With the majority of employees working remotely to practice social distancing, it’s your duty as an HR manager to ensure that your employees have a stress-free experience. The physical isolation, loneliness, uncertainty, and increased media coverage about COVID-19 and the economy can have a negative impact on your employee’s mental health. Also, the sudden shift to remote work can leave your workers juggling between professional and personal responsibilities. This gives them less time to relax and focus on their mental well-being, and as a result, they might be more irritable and less productive. This drives the overall morale of your employee down, decreasing their job satisfaction. It’s important to improve the mental health of your employees to help them navigate through these tough times. Here are some tips to support the mental health of your employees during this crisis:
Talk to every employee
Talk to your remote employees on a regular basis to understand their state of mental well-being. Share your experiences with them, and encourage them to open up about their concerns and fears. Acknowledge the fact that these are tough times and reassure them that it’s okay to take time to get used to the transition. This will help you to identify whether they need further support. Give them self-care tips for their mental and physical health. Help them embrace positivity and interact openly. This can go a long way toward reducing their anxiety.
Improve social connections
Your employees will surely miss the informal water cooler conversations they used to have with their colleagues. Encouraging collaboration among your employees is a great way to let them know that they are not alone in this struggle. This will also prevent employees from feeling isolated and disconnected. Make interactions a priority by creating an internal communication channel for conversation on lighter topics. Initiate discussions every day, and encourage your employees to join the conversation. For instance, ask employees to share their tips on staying productive and engaged, the remote working challenges they initially faced, and how they overcame them.
Be as flexible as possible
The working style of your organization has undergone a major change, and the situation is very unpredictable. Try to look at the problem from different perspectives and be understanding toward your employees. Relax some of your organization’s rules and regulations until the situation normalizes. Allow employees to work in a way that is suitable to them. Focus more on the output rather than the process. Flexibility is also a way to show you trust your employees and, in return, your employees will be more productive and satisfied.
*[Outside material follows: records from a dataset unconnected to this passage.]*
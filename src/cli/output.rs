//! Output formatting for CLI commands
//!
//! Tables for humans, pretty JSON of the canonical model with `--json`.

use anyhow::{Context, Result};
use owo_colors::OwoColorize;
use serde::Serialize;

use crate::secrets::{EnvironmentListing, Secret, SecretListing};

/// Print data as pretty JSON
pub fn print_json<T: Serialize>(data: &T) -> Result<()> {
    let json = serde_json::to_string_pretty(data).context("Failed to serialize to JSON")?;
    println!("{}", json);
    Ok(())
}

/// Truncate string to maximum length with ellipsis
pub fn truncate(s: &str, max_len: usize) -> String {
    if s.chars().count() <= max_len {
        s.to_string()
    } else {
        let kept: String = s.chars().take(max_len.saturating_sub(3)).collect();
        format!("{}...", kept)
    }
}

/// Print a table header followed by a separator
pub fn print_table_header(columns: &[(&str, usize)]) {
    println!();
    let mut header = String::new();
    for (name, width) in columns {
        header.push_str(&format!("{:<width$} ", name, width = width));
    }
    println!("{}", header.trim_end());

    let total_width: usize = columns.iter().map(|(_, w)| w + 1).sum();
    println!("{}", "-".repeat(total_width.saturating_sub(1)));
}

/// Source marker shown next to each secret
pub fn source_label(secret: &Secret) -> String {
    if secret.readonly {
        "imported".yellow().to_string()
    } else {
        "native".green().to_string()
    }
}

/// Print secrets (values omitted) and folders of a listing
pub fn print_listing(listing: &SecretListing) {
    if listing.secrets.is_empty() {
        println!("No secrets found");
    } else {
        print_table_header(&[
            ("KEY", 32),
            ("TYPE", 10),
            ("VERSION", 8),
            ("SOURCE", 10),
            ("COMMENT", 30),
        ]);
        for secret in &listing.secrets {
            println!(
                "{:<32} {:<10} {:<8} {:<10} {}",
                truncate(&secret.key, 32),
                secret.secret_type.as_deref().unwrap_or("-"),
                secret.version.map(|v| v.to_string()).unwrap_or_else(|| "-".to_string()),
                source_label(secret),
                truncate(secret.comment.as_deref().unwrap_or(""), 30),
            );
        }
    }

    if !listing.folders.is_empty() {
        print_table_header(&[("FOLDER", 32), ("ID", 36)]);
        for folder in &listing.folders {
            println!("{:<32} {}", truncate(&format!("{}/", folder.name), 32), folder.id);
        }
    }
    println!();
}

/// Print a single secret including its value
pub fn print_secret(secret: &Secret) {
    println!("{:<10} {}", "Key:".bold(), secret.key);
    println!("{:<10} {}", "Value:".bold(), secret.value);
    println!("{:<10} {}", "ID:".bold(), secret.id);
    if let Some(secret_type) = &secret.secret_type {
        println!("{:<10} {}", "Type:".bold(), secret_type);
    }
    if let Some(version) = secret.version {
        println!("{:<10} {}", "Version:".bold(), version);
    }
    if let Some(comment) = &secret.comment {
        println!("{:<10} {}", "Comment:".bold(), comment);
    }
    if let Some(updated_at) = secret.updated_at {
        println!("{:<10} {}", "Updated:".bold(), updated_at.format("%Y-%m-%d %H:%M:%S UTC"));
    }
}

/// Print the environments of a workspace, marking the default one
pub fn print_environments(listing: &EnvironmentListing, pinned: Option<&str>) {
    println!("Workspace: {}", listing.workspace_name.bold());
    if listing.environments.is_empty() {
        println!("No environments found");
        return;
    }

    let default_slug = listing.default_environment(pinned).map(|env| env.slug.as_str());
    print_table_header(&[("SLUG", 20), ("NAME", 30), ("ID", 36)]);
    for env in &listing.environments {
        let marker = if Some(env.slug.as_str()) == default_slug {
            " (default)".cyan().to_string()
        } else {
            String::new()
        };
        println!(
            "{:<20} {:<30} {}{}",
            truncate(&env.slug, 20),
            truncate(&env.name, 30),
            env.id,
            marker
        );
    }
    println!();
}

#[cfg(test)]
mod tests {
    use super::*;

    #[test]
    fn test_truncate() {
        assert_eq!(truncate("short", 10), "short");
        assert_eq!(truncate("a_very_long_secret_key", 10), "a_very_...");
        assert_eq!(truncate("ééééé", 4), "é...");
    }

    #[test]
    fn test_source_label() {
        let secret: Secret = serde_json::from_value(serde_json::json!({
            "id": "1", "key": "K", "value": "v", "readonly": true
        }))
        .unwrap();
        assert!(source_label(&secret).contains("imported"));
        assert!(source_label(&Secret { readonly: false, ..secret }).contains("native"));
    }

    #[test]
    fn test_print_json() {
        let listing = SecretListing::default();
        assert!(print_json(&listing).is_ok());
    }
}
//! # Secrets
//!
//! Secrets, folders and environments of Infisical workspaces.
//!
//! The [`SecretsGateway`] trait is the surface offered to collaborators;
//! [`InfisicalGateway`] implements it on top of [`crate::client`].
//!
//! ```rust,ignore
//! use infisical_gateway::{GatewayConfig, InfisicalGateway, SecretScope, SecretsGateway};
//!
//! let config = GatewayConfig::with_client_credentials(
//!     "https://app.infisical.com",
//!     "machine-identity-id",
//!     "machine-identity-secret",
//! );
//! let gateway = InfisicalGateway::new(config)?;
//!
//! let scope = SecretScope::new("workspace-id").with_environment("dev").with_path("/api");
//! let listing = gateway.get_secrets(&scope).await?;
//! for secret in listing.imported() {
//!     println!("{} (imported)", secret.key);
//! }
//! ```

pub mod aggregator;
pub mod gateway;
pub mod models;
pub mod types;

pub use aggregator::{merge_imports, ResourceAggregator};
pub use gateway::{InfisicalGateway, SecretsGateway};
pub use models::{
    CreateSecretRequest, DeleteSecretRequest, Environment, EnvironmentListing, Folder, Secret,
    SecretListing, SecretScope, UpdateSecretRequest, Workspace, ROOT_PATH,
};
pub use types::SecretString;
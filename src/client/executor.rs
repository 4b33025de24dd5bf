//! Authenticated request execution with bounded retries.

use std::sync::Arc;
use std::time::Duration;

use chrono::Utc;
use reqwest::{Client, StatusCode};
use serde::de::DeserializeOwned;
use serde_json::Value;
use tracing::{debug, info, warn, Instrument};
use url::Url;

use super::authenticator::TokenAuthenticator;
use super::classifier::classify_response;
use super::request::ApiRequest;
use crate::config::RetryConfig;
use crate::errors::{GatewayError, Result};

/// Retry schedule for upstream requests.
///
/// Retry `n` (zero based) waits `initial_delay * backoff_base^n`, so the
/// defaults give 1s, 2s and 4s.
#[derive(Debug, Clone, PartialEq, Eq)]
pub struct RetryPolicy {
    pub max_retries: u32,
    pub initial_delay: Duration,
    pub backoff_base: u32,
}

impl Default for RetryPolicy {
    fn default() -> Self {
        Self::from(&RetryConfig::default())
    }
}

impl From<&RetryConfig> for RetryPolicy {
    fn from(config: &RetryConfig) -> Self {
        Self {
            max_retries: config.max_retries,
            initial_delay: Duration::from_millis(config.initial_delay_ms),
            backoff_base: config.backoff_base,
        }
    }
}

impl RetryPolicy {
    /// Policy that never retries
    pub fn none() -> Self {
        Self { max_retries: 0, ..Self::default() }
    }

    /// Delay before retry number `retry` (zero based)
    pub fn delay_for(&self, retry: u32) -> Duration {
        self.initial_delay.saturating_mul(self.backoff_base.saturating_pow(retry))
    }

    /// True if `retries_so_far` retries still leave room for another one
    pub fn allows_retry(&self, retries_so_far: u32) -> bool {
        retries_so_far < self.max_retries
    }
}

/// Executes [`ApiRequest`]s with authentication and the retry policy.
#[derive(Debug)]
pub struct RequestExecutor {
    http: Client,
    base_url: Url,
    authenticator: Arc<TokenAuthenticator>,
    policy: RetryPolicy,
}

impl RequestExecutor {
    pub fn new(
        http: Client,
        base_url: Url,
        authenticator: Arc<TokenAuthenticator>,
        policy: RetryPolicy,
    ) -> Self {
        Self { http, base_url, authenticator, policy }
    }

    pub fn policy(&self) -> &RetryPolicy {
        &self.policy
    }

    pub fn authenticator(&self) -> &Arc<TokenAuthenticator> {
        &self.authenticator
    }

    /// Execute a request and decode its JSON body.
    ///
    /// Returns `Ok(None)` for 204 and empty bodies.
    pub async fn execute(&self, request: &ApiRequest) -> Result<Option<Value>> {
        let span = crate::upstream_span!(request.method(), request.path());
        self.execute_with_retry(request).instrument(span).await
    }

    /// Execute a request and deserialize its body into `T`.
    ///
    /// An absent body is presented as JSON `null`, so `T = Option<_>` accepts it.
    pub async fn execute_json<T: DeserializeOwned>(&self, request: &ApiRequest) -> Result<T> {
        let value = self.execute(request).await?.unwrap_or(Value::Null);
        serde_json::from_value(value).map_err(|e| {
            GatewayError::serialization(
                e,
                format!("Unexpected response body from {} {}", request.method(), request.path()),
            )
        })
    }

    async fn execute_with_retry(&self, request: &ApiRequest) -> Result<Option<Value>> {
        let mut retries = 0u32;

        loop {
            tracing::Span::current().record("attempt", retries + 1);

            let error = match self.attempt(request).await {
                Ok(body) => return Ok(body),
                Err(error) => error,
            };

            let should_retry = match &error {
                AttemptError::Unauthorized(_) => true,
                AttemptError::Failed(e) => e.is_retryable(),
            };

            if !request.retry_enabled() || !should_retry || !self.policy.allows_retry(retries) {
                if retries > 0 {
                    warn!(retries, error = %error.as_gateway(), "Giving up on upstream request");
                }
                return Err(error.into_gateway());
            }

            if let AttemptError::Unauthorized(_) = error {
                info!("Access token rejected, forcing refresh before retry");
                self.authenticator.store().invalidate().await;
            }

            let delay = self.policy.delay_for(retries);
            warn!(
                error = %error.as_gateway(),
                retry = retries + 1,
                max_retries = self.policy.max_retries,
                delay_ms = delay.as_millis() as u64,
                "Retrying upstream request"
            );
            tokio::time::sleep(delay).await;

            retries += 1;
        }
    }

    async fn attempt(&self, request: &ApiRequest) -> AttemptResult {
        self.authenticator.ensure_valid_token(Utc::now()).await.map_err(AttemptError::Failed)?;

        let token = self.authenticator.store().bearer_token().await.ok_or_else(|| {
            AttemptError::Failed(GatewayError::authentication("no access token available"))
        })?;

        let url = request.url(&self.base_url).map_err(AttemptError::Failed)?;
        let mut builder =
            self.http.request(request.method().clone(), url).bearer_auth(token.expose_secret());
        if let Some(body) = request.body() {
            builder = builder.json(body);
        }

        debug!("Sending upstream request");
        let response = builder
            .send()
            .await
            .map_err(|e| AttemptError::Failed(GatewayError::network(describe_send_error(&e))))?;

        let status = response.status();
        debug!(status = status.as_u16(), "Upstream responded");

        let dynamic = self.authenticator.store().current_strategy().is_dynamic();
        if status == StatusCode::UNAUTHORIZED && dynamic {
            return Err(AttemptError::Unauthorized(classify_response(response).await));
        }

        if !status.is_success() {
            return Err(AttemptError::Failed(classify_response(response).await));
        }

        if status == StatusCode::NO_CONTENT {
            return Ok(None);
        }

        let bytes = response
            .bytes()
            .await
            .map_err(|e| AttemptError::Failed(GatewayError::network(describe_send_error(&e))))?;
        if bytes.iter().all(u8::is_ascii_whitespace) {
            return Ok(None);
        }

        serde_json::from_slice(&bytes).map(Some).map_err(|e| {
            AttemptError::Failed(GatewayError::serialization(
                e,
                format!("Invalid JSON from {} {}", request.method(), request.path()),
            ))
        })
    }
}

type AttemptResult = std::result::Result<Option<Value>, AttemptError>;

/// Outcome of one failed attempt
enum AttemptError {
    /// 401 under a refreshable strategy
    Unauthorized(GatewayError),
    Failed(GatewayError),
}

impl AttemptError {
    fn as_gateway(&self) -> &GatewayError {
        match self {
            AttemptError::Unauthorized(e) | AttemptError::Failed(e) => e,
        }
    }

    fn into_gateway(self) -> GatewayError {
        match self {
            AttemptError::Unauthorized(e) | AttemptError::Failed(e) => e,
        }
    }
}

fn describe_send_error(error: &reqwest::Error) -> String {
    if error.is_timeout() {
        format!("request timed out: {}", error)
    } else if error.is_connect() {
        format!("connection failed: {}", error)
    } else {
        format!("request failed: {}", error)
    }
}
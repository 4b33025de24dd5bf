//! Shared helpers for integration tests against a mocked Infisical API

#![allow(dead_code)]

use infisical_gateway::GatewayConfig;
use serde_json::{json, Value};
use wiremock::matchers::{method, path};
use wiremock::{Mock, MockServer, ResponseTemplate};

pub const WORKSPACE_ID: &str = "6512ab0e0d6d9a8f";
pub const LOGIN_PATH: &str = "/api/v1/auth/universal-auth/login";
pub const SECRETS_PATH: &str = "/api/v3/secrets/raw";
pub const FOLDERS_PATH: &str = "/api/v1/folders";

/// Retry delay used by tests so backoff stays fast
pub const TEST_RETRY_DELAY_MS: u64 = 10;

/// Static-token configuration pointing at the mock server
pub fn token_config(server: &MockServer) -> GatewayConfig {
    let mut config = GatewayConfig::with_token(server.uri(), "st.service-token");
    config.retry.initial_delay_ms = TEST_RETRY_DELAY_MS;
    config
}

/// Client-credentials configuration pointing at the mock server
pub fn client_credentials_config(server: &MockServer) -> GatewayConfig {
    let mut config =
        GatewayConfig::with_client_credentials(server.uri(), "machine-id", "machine-secret");
    config.retry.initial_delay_ms = TEST_RETRY_DELAY_MS;
    config
}

/// Successful universal-auth login response
pub fn login_response(access_token: &str, expires_in: u64) -> ResponseTemplate {
    ResponseTemplate::new(200).set_body_json(json!({
        "accessToken": access_token,
        "expiresIn": expires_in,
        "accessTokenMaxTTL": 2_592_000,
        "tokenType": "Bearer"
    }))
}

/// Mount a login endpoint that must be hit exactly `times` times
pub async fn mount_login(server: &MockServer, access_token: &str, expires_in: u64, times: u64) {
    Mock::given(method("POST"))
        .and(path(LOGIN_PATH))
        .respond_with(login_response(access_token, expires_in))
        .expect(times)
        .mount(server)
        .await;
}

/// Secret in upstream wire format
pub fn raw_secret(id: &str, key: &str, value: &str) -> Value {
    json!({
        "id": id,
        "secretKey": key,
        "secretValue": value,
        "secretComment": "",
        "type": "shared",
        "version": 1,
        "createdAt": "2024-05-01T12:00:00.000Z",
        "updatedAt": "2024-05-02T08:30:00.000Z"
    })
}

/// Workspace response with the given environment slugs
pub fn workspace_response(name: &str, slugs: &[&str]) -> Value {
    let environments: Vec<Value> = slugs
        .iter()
        .map(|slug| {
            json!({"id": format!("env-{}", slug), "name": slug.to_uppercase(), "slug": slug})
        })
        .collect();
    json!({
        "workspace": {
            "id": WORKSPACE_ID,
            "name": name,
            "slug": name.to_lowercase(),
            "environments": environments
        }
    })
}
Conduct an online training
The stress caused by the Coronavirus situation can damage your employee’s mental and physical health over time. It might be a good idea to conduct a virtual stress management session to help. Before organizing the training, consider everything that may be causing stress and anxiety. The stress management session should be built around all these factors, not just on the emotional impacts of the crisis. The session should educate your employees on actionable approaches to reduce and avoid stress. Allocate separate time for the session, and inform your employees well ahead of time so that they can plan their tasks accordingly.
Being engaged with their job for long periods of time without proper breaks can cause burnout among your employees, making them mentally exhausted. This also makes them demotivated and less productive. Encourage your employees to take a short 10-minute break at regular intervals. When they return back, they will be fresh and motivated. Encourage them to set up a work zone and have a fixed start and stop time. Work closely with managers and help them to plan their work. To avoid work overload, ensure that your managers are also assigning realistic goals and deadlines.
Be transparent about your business operations. If there is a loss in revenue, let your employees know about it. Use reassuring words, showing your teams that you can overcome this situation. This is better than withholding important information and making your workers more anxious. Make transparency a regular habit, and this will build trust among your employees. Use communication tools that ensure open and transparent interaction, and involve your employees in the decision-making process.
While employees work during the Coronavirus crisis, it’s highly essential to take the necessary steps to sustain their mental well-being. Not giving sufficient attention to your employee’s mental health can affect their productivity and interaction with their peers. We hope these tips gave you insight on how to improve the mental health of your employees during this crisis.